··· DATASET EXCERPTS ···

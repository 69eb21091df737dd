//! Implementation of the compilation environment.

use std::fmt;
use std::sync::Arc;

use tern_analysis::check::CheckedAst;
use tern_analysis::check::CheckerOptions;
use tern_analysis::check::check;
use tern_analysis::registry::FrozenRegistry;
use tern_analysis::registry::Registry;
use tern_analysis::registry::RegistryError;
use tern_analysis::stdlib::STDLIB;
use tern_engine::Activation;
use tern_engine::EvalError;
use tern_engine::EvaluationConfig;
use tern_engine::FunctionBindings;
use tern_engine::Value;
use tern_engine::evaluate_with_overlay;
use tern_grammar::Diagnostic;
use tern_grammar::ParserOptions;
use tern_grammar::Severity;
use tern_grammar::Source;
use tern_grammar::parse_with_options;

/// Represents the options to a compilation environment.
#[derive(Debug, Clone)]
pub struct EnvOptions {
    /// The container namespace used to resolve unqualified identifiers.
    pub container: String,
    /// Whether list elements and map keys/values must unify to a common
    /// type.
    pub homogeneous_aggregate_literals: bool,
    /// Whether declarations are validated when the registry is frozen at
    /// compilation.
    pub eager_declaration_validation: bool,
    /// The maximum number of comprehension iterations per evaluation.
    ///
    /// A limit of zero disables comprehensions, which is then rejected
    /// statically by the checker.
    pub comprehension_iteration_limit: u64,
    /// The maximum comprehension nesting depth, enforced statically.
    pub comprehension_nesting_limit: usize,
    /// The timezone used by time-component functions when no zone argument
    /// is provided.
    pub default_utc_timezone: String,
    /// The maximum expression nesting depth accepted by the parser.
    pub max_nesting_depth: usize,
    /// The maximum number of expression nodes in a program.
    ///
    /// A limit of zero means the program size is unbounded.
    pub max_program_nodes: usize,
}

impl Default for EnvOptions {
    fn default() -> Self {
        let parser = ParserOptions::default();
        let checker = CheckerOptions::default();
        let evaluation = EvaluationConfig::default();
        Self {
            container: checker.container,
            homogeneous_aggregate_literals: checker.homogeneous_aggregate_literals,
            eager_declaration_validation: false,
            comprehension_iteration_limit: evaluation.comprehension_iteration_limit,
            comprehension_nesting_limit: checker.comprehension_nesting_limit,
            default_utc_timezone: evaluation.default_utc_timezone,
            max_nesting_depth: parser.max_nesting_depth,
            max_program_nodes: parser.max_nodes,
        }
    }
}

/// Represents a compilation environment.
///
/// An environment owns the declaration registry and the configuration
/// options; [`Env::compile`] freezes the registry and produces
/// independently evaluable [`Program`]s.
#[derive(Debug)]
pub struct Env {
    /// The declaration registry.
    registry: Registry,
    /// The environment options.
    options: EnvOptions,
}

impl Env {
    /// Creates a new environment with the standard declarations installed.
    pub fn new() -> Result<Self, RegistryError> {
        let registry = Registry::new();
        STDLIB.install(&registry)?;
        Ok(Self {
            registry,
            options: EnvOptions::default(),
        })
    }

    /// Creates a new environment with the given options.
    pub fn with_options(options: EnvOptions) -> Result<Self, RegistryError> {
        let mut env = Self::new()?;
        env.options = options;
        Ok(env)
    }

    /// Gets the registry of the environment for registering declarations.
    ///
    /// The registry is append-only; compilation freezes a snapshot of it.
    pub fn registry(&self) -> &Registry {
        &self.registry
    }

    /// Gets the options of the environment.
    pub fn options(&self) -> &EnvOptions {
        &self.options
    }

    /// Sets the container namespace for identifier resolution.
    pub fn with_container(mut self, container: impl Into<String>) -> Self {
        self.options.container = container.into();
        self
    }

    /// Requires aggregate literals to be homogeneous.
    pub fn with_homogeneous_aggregate_literals(mut self) -> Self {
        self.options.homogeneous_aggregate_literals = true;
        self
    }

    /// Enables eager declaration validation at compilation.
    pub fn with_eager_declaration_validation(mut self) -> Self {
        self.options.eager_declaration_validation = true;
        self
    }

    /// Sets the comprehension iteration limit.
    pub fn with_comprehension_iteration_limit(mut self, limit: u64) -> Self {
        self.options.comprehension_iteration_limit = limit;
        self
    }

    /// Sets the comprehension nesting limit.
    pub fn with_comprehension_nesting_limit(mut self, limit: usize) -> Self {
        self.options.comprehension_nesting_limit = limit;
        self
    }

    /// Sets the default timezone for time-component functions.
    pub fn with_default_utc_timezone(mut self, timezone: impl Into<String>) -> Self {
        self.options.default_utc_timezone = timezone.into();
        self
    }

    /// Compiles a source expression into a program.
    ///
    /// Compilation parses and checks the expression; all syntax and
    /// semantic diagnostics accumulate into the returned [`Issues`].
    pub fn compile(&self, source: &str) -> Result<Program, Issues> {
        tracing::debug!(len = source.len(), "compiling expression");

        let registry = if self.options.eager_declaration_validation {
            match self.registry.freeze_validated() {
                Ok(registry) => registry,
                Err(e) => {
                    return Err(Issues {
                        source: Source::new(source),
                        diagnostics: vec![Diagnostic::error(e.to_string())],
                    });
                }
            }
        } else {
            self.registry.freeze()
        };

        let parser_options = ParserOptions {
            max_nesting_depth: self.options.max_nesting_depth,
            max_nodes: self.options.max_program_nodes,
        };
        let parsed = parse_with_options(source, &parser_options);
        let mut diagnostics = parsed.diagnostics;

        let checker_options = CheckerOptions {
            container: self.options.container.clone(),
            homogeneous_aggregate_literals: self.options.homogeneous_aggregate_literals,
            comprehension_nesting_limit: self.options.comprehension_nesting_limit,
            comprehensions_enabled: self.options.comprehension_iteration_limit > 0,
        };
        let result = check(parsed.ast, &registry, &checker_options);
        diagnostics.extend(result.diagnostics);

        if diagnostics
            .iter()
            .any(|d| d.severity() == Severity::Error)
        {
            return Err(Issues {
                source: Source::new(source),
                diagnostics,
            });
        }

        Ok(Program {
            checked: Arc::new(result.checked),
            registry: Arc::new(registry),
            config: EvaluationConfig {
                comprehension_iteration_limit: self.options.comprehension_iteration_limit,
                default_utc_timezone: self.options.default_utc_timezone.clone(),
                cancellation: None,
            },
        })
    }
}

/// Represents a compiled, checked program.
///
/// Programs are immutable and cheap to clone; a single program may be
/// evaluated concurrently from multiple threads, each with its own
/// activation.
#[derive(Debug, Clone)]
pub struct Program {
    /// The checked expression tree.
    checked: Arc<CheckedAst>,
    /// The frozen registry snapshot the program was compiled against.
    registry: Arc<FrozenRegistry>,
    /// The base evaluation configuration from the environment.
    config: EvaluationConfig,
}

impl Program {
    /// Evaluates the program against an activation.
    pub fn evaluate(&self, activation: &dyn Activation) -> Result<Value, Arc<EvalError>> {
        evaluate_with_overlay(&self.checked, &self.registry, activation, None, &self.config)
    }

    /// Evaluates the program with an explicit evaluation configuration.
    ///
    /// This is how callers attach a cancellation signal or tighten the
    /// iteration limit for a single evaluation.
    pub fn evaluate_with_config(
        &self,
        activation: &dyn Activation,
        config: &EvaluationConfig,
    ) -> Result<Value, Arc<EvalError>> {
        evaluate_with_overlay(&self.checked, &self.registry, activation, None, config)
    }

    /// Evaluates the program with an overlay of function implementations.
    pub fn evaluate_with_overlay(
        &self,
        activation: &dyn Activation,
        overlay: &FunctionBindings,
    ) -> Result<Value, Arc<EvalError>> {
        evaluate_with_overlay(
            &self.checked,
            &self.registry,
            activation,
            Some(overlay),
            &self.config,
        )
    }

    /// Gets the checked expression tree of the program.
    pub fn checked(&self) -> &CheckedAst {
        &self.checked
    }
}

/// Represents the diagnostics of a failed compilation.
///
/// Rendering the issues with `Display` produces the caret-underlined
/// snippet format.
#[derive(Debug)]
pub struct Issues {
    /// The source the diagnostics were produced against.
    source: Source,
    /// The accumulated diagnostics.
    diagnostics: Vec<Diagnostic>,
}

impl Issues {
    /// Gets the diagnostics of the failed compilation.
    pub fn diagnostics(&self) -> &[Diagnostic] {
        &self.diagnostics
    }

    /// Gets the source the diagnostics were produced against.
    pub fn source(&self) -> &Source {
        &self.source
    }
}

impl fmt::Display for Issues {
    fn fmt(&self, f: &mut fmt::Formatter<'_>) -> fmt::Result {
        self.source.render(&self.diagnostics).fmt(f)
    }
}

impl std::error::Error for Issues {}
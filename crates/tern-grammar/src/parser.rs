//! Module for the parser implementation.
//!
//! The parser consumes a token stream from a lexer and produces an
//! expression tree, recovering from errors where it can so that the checker
//! can still report downstream diagnostics against a best-effort tree.

use crate::Diagnostic;
use crate::Span;
use crate::ast::Ast;
use crate::ast::BinaryOp;
use crate::ast::Comprehension;
use crate::ast::ExprId;
use crate::ast::ExprKind;
use crate::ast::FieldInit;
use crate::ast::Literal;
use crate::ast::MapEntry;
use crate::ast::UnaryOp;
use crate::lexer::Lexer;
use crate::lexer::Token;
use crate::lexer::decode_literal;

/// The name of the accumulator variable bound by macro expansion.
pub const ACCUMULATOR_VAR: &str = "__result__";

/// The name of the internal function used as a comprehension loop condition.
///
/// The function is non-strict: it yields `false` only for a `false` operand,
/// and `true` for everything else, so that an errored or unknown accumulator
/// keeps the loop running and a later determining value can absorb it.
pub const NOT_STRICTLY_FALSE: &str = "@not_strictly_false";

/// The names of the macros expanded by the parser.
pub const MACROS: &[&str] = &["has", "all", "exists", "exists_one", "map", "filter"];

/// Represents the options to the parser.
#[derive(Debug, Clone)]
pub struct ParserOptions {
    /// The maximum expression nesting depth.
    ///
    /// Exceeding the limit is a fatal parse error.
    pub max_nesting_depth: usize,
    /// The maximum number of expression nodes in a parse, including nodes
    /// synthesized by macro expansion.
    ///
    /// A limit of zero means the program size is unbounded.
    pub max_nodes: usize,
}

impl Default for ParserOptions {
    fn default() -> Self {
        Self {
            max_nesting_depth: 100,
            max_nodes: 0,
        }
    }
}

···

:: WORK ORDER ::
List the lines of the entries that include "Creates".

:: WRITTEN REPLY ::
    /// Creates a new environment with the standard declarations installed.
    /// Creates a new environment with the given options.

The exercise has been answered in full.